Task requirements: Locate every line below that contains the word "Unix" and copy it.

Given data:
▬▬▬▬▬▬▬▬▬▬
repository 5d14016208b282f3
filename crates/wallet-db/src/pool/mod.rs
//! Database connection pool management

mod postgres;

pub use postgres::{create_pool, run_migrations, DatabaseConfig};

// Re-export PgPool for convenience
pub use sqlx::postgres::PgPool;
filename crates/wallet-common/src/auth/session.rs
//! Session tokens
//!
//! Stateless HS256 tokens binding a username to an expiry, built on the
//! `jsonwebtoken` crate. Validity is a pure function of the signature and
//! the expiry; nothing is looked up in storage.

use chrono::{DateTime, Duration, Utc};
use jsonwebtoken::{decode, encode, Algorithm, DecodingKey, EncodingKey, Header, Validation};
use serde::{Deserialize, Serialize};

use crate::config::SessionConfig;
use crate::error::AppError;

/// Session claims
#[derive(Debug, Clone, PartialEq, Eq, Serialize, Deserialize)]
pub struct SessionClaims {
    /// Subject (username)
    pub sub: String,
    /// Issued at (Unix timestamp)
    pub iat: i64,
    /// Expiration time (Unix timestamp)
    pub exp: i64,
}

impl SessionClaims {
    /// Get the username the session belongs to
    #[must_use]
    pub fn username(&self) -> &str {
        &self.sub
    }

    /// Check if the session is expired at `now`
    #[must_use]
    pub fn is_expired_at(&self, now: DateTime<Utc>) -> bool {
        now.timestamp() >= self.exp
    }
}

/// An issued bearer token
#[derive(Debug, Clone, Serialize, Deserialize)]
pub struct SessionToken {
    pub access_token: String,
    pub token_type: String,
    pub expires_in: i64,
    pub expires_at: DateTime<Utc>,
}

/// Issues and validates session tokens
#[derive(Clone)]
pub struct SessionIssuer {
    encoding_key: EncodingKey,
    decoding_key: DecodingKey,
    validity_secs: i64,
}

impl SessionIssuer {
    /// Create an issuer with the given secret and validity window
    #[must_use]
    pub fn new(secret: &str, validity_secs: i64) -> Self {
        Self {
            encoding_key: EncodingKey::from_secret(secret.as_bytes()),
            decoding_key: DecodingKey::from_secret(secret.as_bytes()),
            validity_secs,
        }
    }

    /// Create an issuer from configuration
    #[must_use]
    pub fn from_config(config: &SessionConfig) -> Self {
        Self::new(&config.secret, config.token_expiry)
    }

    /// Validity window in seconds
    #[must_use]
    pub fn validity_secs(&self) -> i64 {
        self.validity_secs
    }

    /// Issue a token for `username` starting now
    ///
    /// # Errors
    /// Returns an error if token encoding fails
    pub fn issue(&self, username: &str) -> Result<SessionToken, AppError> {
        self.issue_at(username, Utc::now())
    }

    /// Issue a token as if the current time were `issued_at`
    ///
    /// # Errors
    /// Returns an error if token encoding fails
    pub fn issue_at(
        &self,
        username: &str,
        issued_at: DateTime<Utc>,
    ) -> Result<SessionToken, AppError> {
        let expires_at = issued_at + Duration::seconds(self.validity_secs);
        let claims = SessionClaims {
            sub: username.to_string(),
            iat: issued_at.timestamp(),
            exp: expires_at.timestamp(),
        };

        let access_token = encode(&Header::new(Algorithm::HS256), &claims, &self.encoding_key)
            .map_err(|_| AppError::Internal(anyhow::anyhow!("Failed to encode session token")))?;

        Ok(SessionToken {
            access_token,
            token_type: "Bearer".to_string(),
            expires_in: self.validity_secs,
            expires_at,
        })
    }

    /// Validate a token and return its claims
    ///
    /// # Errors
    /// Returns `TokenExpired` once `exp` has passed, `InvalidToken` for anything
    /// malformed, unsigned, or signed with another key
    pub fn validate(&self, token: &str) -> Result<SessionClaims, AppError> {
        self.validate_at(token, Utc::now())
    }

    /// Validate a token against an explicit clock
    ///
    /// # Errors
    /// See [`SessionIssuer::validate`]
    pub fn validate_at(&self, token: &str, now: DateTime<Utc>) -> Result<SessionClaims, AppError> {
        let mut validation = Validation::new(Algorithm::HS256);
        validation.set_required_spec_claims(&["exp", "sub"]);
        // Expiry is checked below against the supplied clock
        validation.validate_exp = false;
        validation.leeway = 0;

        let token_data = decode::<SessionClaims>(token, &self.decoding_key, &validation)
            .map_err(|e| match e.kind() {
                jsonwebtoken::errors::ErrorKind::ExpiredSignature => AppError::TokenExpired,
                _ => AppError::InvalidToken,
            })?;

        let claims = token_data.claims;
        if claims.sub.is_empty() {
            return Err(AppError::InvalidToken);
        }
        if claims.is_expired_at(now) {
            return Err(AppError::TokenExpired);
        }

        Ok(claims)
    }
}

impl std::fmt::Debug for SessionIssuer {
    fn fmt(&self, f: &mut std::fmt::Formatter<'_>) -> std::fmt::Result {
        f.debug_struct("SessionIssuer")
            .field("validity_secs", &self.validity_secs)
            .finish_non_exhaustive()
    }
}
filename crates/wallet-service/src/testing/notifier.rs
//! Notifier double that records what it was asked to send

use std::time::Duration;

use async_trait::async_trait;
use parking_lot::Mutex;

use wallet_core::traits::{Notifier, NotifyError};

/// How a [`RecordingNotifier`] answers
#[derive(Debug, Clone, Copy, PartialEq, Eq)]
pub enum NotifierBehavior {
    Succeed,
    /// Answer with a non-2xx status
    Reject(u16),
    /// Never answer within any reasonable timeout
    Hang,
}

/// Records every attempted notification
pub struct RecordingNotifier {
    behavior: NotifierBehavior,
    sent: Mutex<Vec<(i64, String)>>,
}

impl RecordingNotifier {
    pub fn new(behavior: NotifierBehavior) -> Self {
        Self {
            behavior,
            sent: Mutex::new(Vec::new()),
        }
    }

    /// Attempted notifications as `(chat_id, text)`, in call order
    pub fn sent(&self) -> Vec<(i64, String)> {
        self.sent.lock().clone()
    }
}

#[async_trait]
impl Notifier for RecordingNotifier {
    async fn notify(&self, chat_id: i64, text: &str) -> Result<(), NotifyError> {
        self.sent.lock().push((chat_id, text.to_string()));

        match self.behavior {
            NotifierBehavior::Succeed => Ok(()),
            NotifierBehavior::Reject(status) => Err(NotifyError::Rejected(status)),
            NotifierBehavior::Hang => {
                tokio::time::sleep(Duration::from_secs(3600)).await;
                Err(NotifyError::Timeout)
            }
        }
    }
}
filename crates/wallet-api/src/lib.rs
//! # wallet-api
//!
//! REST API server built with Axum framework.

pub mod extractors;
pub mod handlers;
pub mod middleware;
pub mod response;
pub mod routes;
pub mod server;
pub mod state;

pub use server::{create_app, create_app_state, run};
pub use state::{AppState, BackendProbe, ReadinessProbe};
▬▬▬▬▬▬▬▬▬▬
Solved exercise:
    /// Issued at (Unix timestamp)
    /// Expiration time (Unix timestamp)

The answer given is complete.